Key difference: Luong computes attention AFTER the LSTM step, not before.

The Math: Three Scoring Functions

Luong proposes three ways to compute alignment scores:

1. Dot Product (Simplest)

score(s_t, h_i) = s_t^T · h_i

No parameters to learn
Requires encoder and decoder to have same hidden size
Fastest computation

2. General (Most Common)

score(s_t, h_i) = s_t^T · W_a · h_i

One learnable weight matrix W_a
Can handle different hidden sizes
Good balance of simplicity and flexibility

3. Concat (Similar to Bahdanau)

score(s_t, h_i) = v^T · tanh(W · [s_t; h_i])

Similar to Bahdanau but uses current state
More parameters, more expressive

Common Steps (All Methods)

1. Compute scores for all encoder positions
2. attention_weights = softmax(scores)
3. context = sum(attention_weights * encoder_outputs)
4. Combined = tanh(W_c · [s_t; context])
5. output = W_out · Combined

Global vs Local Attention

Luong introduces two attention variants:

Global Attention (Default)

Attends to ALL encoder positions
Same as Bahdanau's approach
Better for short-medium sequences

Local Attention

Attends to a WINDOW of encoder positions, not all
D = window radius (hyperparameter, typically 5-10)
Window: [p_t - D, p_t + D] → attend to 2D+1 positions only

Two variants for choosing p_t (aligned position):

Monotonic (local-m): p_t = t
- Simple: decoder position = encoder position
- Good for similar word order (English ↔ French)
Predictive (local-p): p_t = S * sigmoid(v_p^T · tanh(W_p · h_t))
- Model predicts where to focus
- Better for different word orders (English ↔ German)

Example:

Source: "The cat sat on the mat quickly" (length=7)
         0   1   2  3  4   5     6

D = 2, p_t = 4
Window: [4-2, 4+2] = [2, 6]
Attend to: positions 2, 3, 4, 5, 6 only (5 positions instead of 7)

Benefits:

Computation: O(2D+1) instead of O(src_len)
Much faster for long sequences (documents, paragraphs)
Still captures relevant context

We'll focus on Global Attention with General scoring (most popular).

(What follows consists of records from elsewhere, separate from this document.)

// EDL store - owns the segment list, clipboard and undo/redo history
//
// Edits are not reentrant: callers serialize access to one store.

use std::collections::VecDeque;

use serde::{Deserialize, Serialize};
use tracing::debug;

use crate::domain::errors::EditError;
use crate::domain::mapper;
use crate::domain::model::{Clipboard, Segment, SourceId, Timeline};


/// Smallest sub-range kept when extracting clipboard material
const MIN_EXTRACT_DURATION: f64 = 1e-6;

/// Tolerances and limits for timeline edits
#[derive(Debug, Clone, PartialEq, Serialize, Deserialize)]
#[serde(default)]
pub struct EdlOptions {
    /// Maximum entries kept on each of the undo and redo stacks
    pub history_limit: usize,
    /// Remnants at or below this length are dropped when splitting
    pub split_epsilon: f64,
    /// Same-source segments closer than this are merged after deletes
    pub merge_epsilon: f64,
}

impl Default for EdlOptions {
    fn default() -> Self {
        Self {
            history_limit: 50,
            split_epsilon: 0.1,
            merge_epsilon: 0.05,
        }
    }
}

/// Edit decision list with history
#[derive(Debug, Clone, Default)]
pub struct EdlStore {
    timeline: Timeline,
    undo_stack: VecDeque<Timeline>,
    redo_stack: VecDeque<Timeline>,
    clipboard: Option<Clipboard>,
    options: EdlOptions,
}

impl EdlStore {
    /// Create an empty store
    pub fn new(options: EdlOptions) -> Self {
        Self {
            options,
            ..Self::default()
        }
    }

    /// Replace the timeline with one segment spanning a freshly loaded source
    pub fn load_source(&mut self, source: impl Into<SourceId>, duration: f64) -> Result<(), EditError> {
        self.timeline = Timeline::from_source(source, duration)?;
        self.reset_history();
        Ok(())
    }

    /// Restore a timeline from a project; history is reset
    pub fn restore(&mut self, timeline: Timeline) {
        self.timeline = timeline;
        self.reset_history();
    }

    pub fn timeline(&self) -> &Timeline {
        &self.timeline
    }

    pub fn segments(&self) -> &[Segment] {
        self.timeline.segments()
    }

    pub fn total_duration(&self) -> f64 {
        self.timeline.total_duration()
    }

    pub fn options(&self) -> &EdlOptions {
        &self.options
    }

    pub fn clipboard(&self) -> Option<&Clipboard> {
        self.clipboard.as_ref()
    }

    /// Replace the clipboard wholesale
    pub fn set_clipboard(&mut self, clipboard: Option<Clipboard>) {
        self.clipboard = clipboard;
    }

    pub fn can_undo(&self) -> bool {
        !self.undo_stack.is_empty()
    }

    pub fn can_redo(&self) -> bool {
        !self.redo_stack.is_empty()
    }

    pub fn undo_depth(&self) -> usize {
        self.undo_stack.len()
    }

    pub fn redo_depth(&self) -> usize {
        self.redo_stack.len()
    }

    /// Remove timeline range `[start, end)`.
    ///
    /// Intersecting segments are split, fully covered ones dropped, and
    /// contiguous same-source neighbours merged afterwards.
    pub fn delete_range(&mut self, start: f64, end: f64) -> Result<(), EditError> {
        if self.timeline.is_empty() {
            return Err(EditError::EmptyTimeline);
        }
        if start >= end {
            return Err(EditError::EmptyRange { start, end });
        }

        let total = self.timeline.total_duration();
        if end <= 0.0 {
            return Err(EditError::OutOfBounds {
                position: end,
                duration: total,
            });
        }
        let start = start.max(0.0);
        if start >= total {
            return Err(EditError::OutOfBounds {
                position: start,
                duration: total,
            });
        }
        let end = end.min(total);

        let remaining = remove_range(self.segments(), start, end, self.options.split_epsilon);
        let merged = merge_adjacent(&remaining, self.options.merge_epsilon);

        debug!(
            "delete [{:.3}, {:.3}): {} -> {} segments",
            start,
            end,
            self.timeline.len(),
            merged.len()
        );
        self.commit(merged);
        Ok(())
    }

    /// Copy timeline range `[start, end)` into the clipboard.
    ///
    /// Each sub-range keeps its own source. The timeline is not modified.
    pub fn copy(&mut self, start: f64, end: f64) -> Result<(), EditError> {
        let (start, end) = self.checked_range(start, end)?;
        let segments = extract_range(self.segments(), start, end);
        if segments.is_empty() {
            return Err(EditError::EmptyRange { start, end });
        }

        let clipboard = Clipboard::new(self.timeline.primary_source.clone(), segments);
        debug!(
            "copied {} segment(s), {:.3}s",
            clipboard.segments.len(),
            clipboard.duration
        );
        self.clipboard = Some(clipboard);
        Ok(())
    }

    /// Copy then delete timeline range `[start, end)`
    pub fn cut(&mut self, start: f64, end: f64) -> Result<(), EditError> {
        self.copy(start, end)?;
        self.delete_range(start, end)
    }

    /// Splice the clipboard in at `insert_time`.
    ///
    /// An empty timeline adopts the clipboard's source as its primary source.
    pub fn paste(&mut self, insert_time: f64) -> Result<(), EditError> {
        let clipboard = match &self.clipboard {
            Some(clipboard) if !clipboard.segments.is_empty() => clipboard.clone(),
            _ => return Err(EditError::ClipboardEmpty),
        };

        if self.timeline.is_empty() {
            let primary = clipboard
                .source
                .clone()
                .or_else(|| clipboard.segments.first().map(|s| s.source.clone()));
            self.push_undo();
            self.timeline.segments = clipboard.segments;
            self.timeline.primary_source = primary;
            return Ok(());
        }

        let at = self.checked_position(insert_time)?;
        let spliced = splice(self.segments(), at, &clipboard.segments, self.options.split_epsilon);
        self.commit(spliced);
        Ok(())
    }

    /// Insert one externally constructed segment at a timeline position
    pub fn insert_segment_at_position(&mut self, position: f64, segment: Segment) -> Result<(), EditError> {
        if segment.end <= segment.start {
            return Err(EditError::InvalidSegment(format!(
                "end ({:.3}s) must be greater than start ({:.3}s)",
                segment.end, segment.start
            )));
        }

        if self.timeline.is_empty() {
            self.push_undo();
            self.timeline.primary_source = Some(segment.source.clone());
            self.timeline.segments = vec![segment];
            return Ok(());
        }

        let at = self.checked_position(position)?;
        let spliced = splice(
            self.segments(),
            at,
            std::slice::from_ref(&segment),
            self.options.split_epsilon,
        );
        self.commit(spliced);
        Ok(())
    }

    /// Insert a source range; `None` falls back to the primary source
    pub fn insert_source_range(
        &mut self,
        position: f64,
        start: f64,
        end: f64,
        source: Option<SourceId>,
    ) -> Result<(), EditError> {
        let source = source
            .or_else(|| self.timeline.primary_source.clone())
            .ok_or_else(|| EditError::InvalidSegment("no source and no primary source".to_string()))?;
        let segment = Segment::new(start, end, source)?;
        self.insert_segment_at_position(position, segment)
    }

    pub fn undo(&mut self) -> Result<(), EditError> {
        let previous = self.undo_stack.pop_back().ok_or(EditError::NothingToUndo)?;
        let current = std::mem::replace(&mut self.timeline, previous);
        push_bounded(&mut self.redo_stack, current, self.options.history_limit);
        Ok(())
    }

    pub fn redo(&mut self) -> Result<(), EditError> {
        let next = self.redo_stack.pop_back().ok_or(EditError::NothingToRedo)?;
        let current = std::mem::replace(&mut self.timeline, next);
        push_bounded(&mut self.undo_stack, current, self.options.history_limit);
        Ok(())
    }

    fn checked_range(&self, start: f64, end: f64) -> Result<(f64, f64), EditError> {
        if self.timeline.is_empty() {
            return Err(EditError::EmptyTimeline);
        }
        if start >= end {
            return Err(EditError::EmptyRange { start, end });
        }
        let total = self.timeline.total_duration();
        if start < 0.0 || start >= total {
            return Err(EditError::OutOfBounds {
                position: start,
                duration: total,
            });
        }
        if end > total + self.options.split_epsilon {
            return Err(EditError::OutOfBounds {
                position: end,
                duration: total,
            });
        }
        Ok((start, end.min(total)))
    }

    fn checked_position(&self, position: f64) -> Result<f64, EditError> {
        let total = self.timeline.total_duration();
        if position < 0.0 || position > total + self.options.split_epsilon {
            return Err(EditError::OutOfBounds { position, duration: total });
        }
        Ok(position.min(total))
    }

    fn commit(&mut self, segments: Vec<Segment>) {
        self.push_undo();
        self.timeline.segments = segments;
    }

    fn push_undo(&mut self) {
        push_bounded(&mut self.undo_stack, self.timeline.clone(), self.options.history_limit);
        self.redo_stack.clear();
    }

    fn reset_history(&mut self) {
        self.undo_stack.clear();
        self.redo_stack.clear();
    }
}

fn push_bounded(stack: &mut VecDeque<Timeline>, snapshot: Timeline, limit: usize) {
    stack.push_back(snapshot);
    while stack.len() > limit.max(1) {
        stack.pop_front();
    }
}

/// Segments left after removing timeline range `[start, end)`.
///
/// Remnants no longer than `split_epsilon` are dropped.
pub fn remove_range(segments: &[Segment], start: f64, end: f64, split_epsilon: f64) -> Vec<Segment> {
    let mut remaining = Vec::with_capacity(segments.len() + 1);
    let mut offset = 0.0;

    for segment in segments {
        let seg_start = offset;
        let seg_end = offset + segment.duration();
        offset = seg_end;

        if seg_end <= start || seg_start >= end {
            remaining.push(segment.clone());
            continue;
        }

        let head = start - seg_start;
        if head > split_epsilon {
            remaining.push(segment.with_bounds(segment.start, segment.start + head));
        }

        let tail = seg_end - end;
        if tail > split_epsilon {
            remaining.push(segment.with_bounds(segment.end - tail, segment.end));
        }
    }

    remaining
}

/// Merge neighbours that share a source and are contiguous within `epsilon`.
///
/// Applying this twice yields the same list as applying it once.
pub fn merge_adjacent(segments: &[Segment], epsilon: f64) -> Vec<Segment> {
    let mut merged: Vec<Segment> = Vec::with_capacity(segments.len());
    for segment in segments {
        if let Some(last) = merged.last_mut() {
            if last.source == segment.source && (segment.start - last.end).abs() <= epsilon {
                *last = last.with_bounds(last.start, segment.end.max(last.end));
                continue;
            }
        }
        merged.push(segment.clone());
    }
    merged
}

/// Sub-ranges of the segments intersecting timeline range `[start, end)`
pub fn extract_range(segments: &[Segment], start: f64, end: f64) -> Vec<Segment> {
    let mut extracted = Vec::new();
    let offsets = mapper::segment_offsets(segments);

    for (segment, seg_start) in segments.iter().zip(offsets) {
        let seg_end = seg_start + segment.duration();
        let from = start.max(seg_start);
        let to = end.min(seg_end);
        if to - from <= MIN_EXTRACT_DURATION {
            continue;
        }
        extracted.push(segment.with_bounds(
            segment.start + (from - seg_start),
            segment.start + (to - seg_start),
        ));
    }

    extracted
}

/// Insert `insert` at timeline time `at`, splitting the host segment when
/// the point falls more than `split_epsilon` inside it.
pub fn splice(segments: &[Segment], at: f64, insert: &[Segment], split_epsilon: f64) -> Vec<Segment> {
    let mut result = Vec::with_capacity(segments.len() + insert.len() + 1);
    let mut offset = 0.0;
    let mut inserted = false;

    for segment in segments {
        let seg_end = offset + segment.duration();
        if !inserted {
            if at <= offset + split_epsilon {
                result.extend_from_slice(insert);
                inserted = true;
            } else if at < seg_end - split_epsilon {
                let split = segment.start + (at - offset);
                result.push(segment.with_bounds(segment.start, split));
                result.extend_from_slice(insert);
                result.push(segment.with_bounds(split, segment.end));
                inserted = true;
                offset = seg_end;
                continue;
            }
        }
        result.push(segment.clone());
        offset = seg_end;
    }

    if !inserted {
        result.extend_from_slice(insert);
    }
    result
}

Detailed Architecture Diagram

┌─────────────────────────────────────────────────────────┐
│                      ENCODER (LSTM)                      │
│   Input: "I love cats"                                   │
│   Output: h1, h2, h3, ..., h_n (all hidden states)      │
└─────────────────────────────────────────────────────────┘
                            │
                            ▼
┌─────────────────────────────────────────────────────────┐
│                        DECODER                           │
│                                                          │
│  Step 1: <SOS> → LSTM → s_1                             │
│          ↓                                               │
│  Step 2: Attention(s_1, encoder_outputs) → context_1    │
│          ↓                                               │
│  Step 3: Combined = tanh(W_c · [s_1; context_1])        │
│          ↓                                               │
│  Step 4: Output = W_out · Combined → "J'"               │
│                                                          │
│  Repeat for next token...                               │
└─────────────────────────────────────────────────────────┘

Step-by-Step Process

Encoder Phase

# Encode entire source sentence
embedded = embedding(src)  # [src_len, batch, emb_dim]
encoder_outputs, (hidden, cell) = lstm(embedded)
# encoder_outputs: [src_len, batch, hidden_dim]

Decoder Phase (Each Step)

# 1. Embed current token
embedded = embedding(input)  # [1, batch, emb_dim]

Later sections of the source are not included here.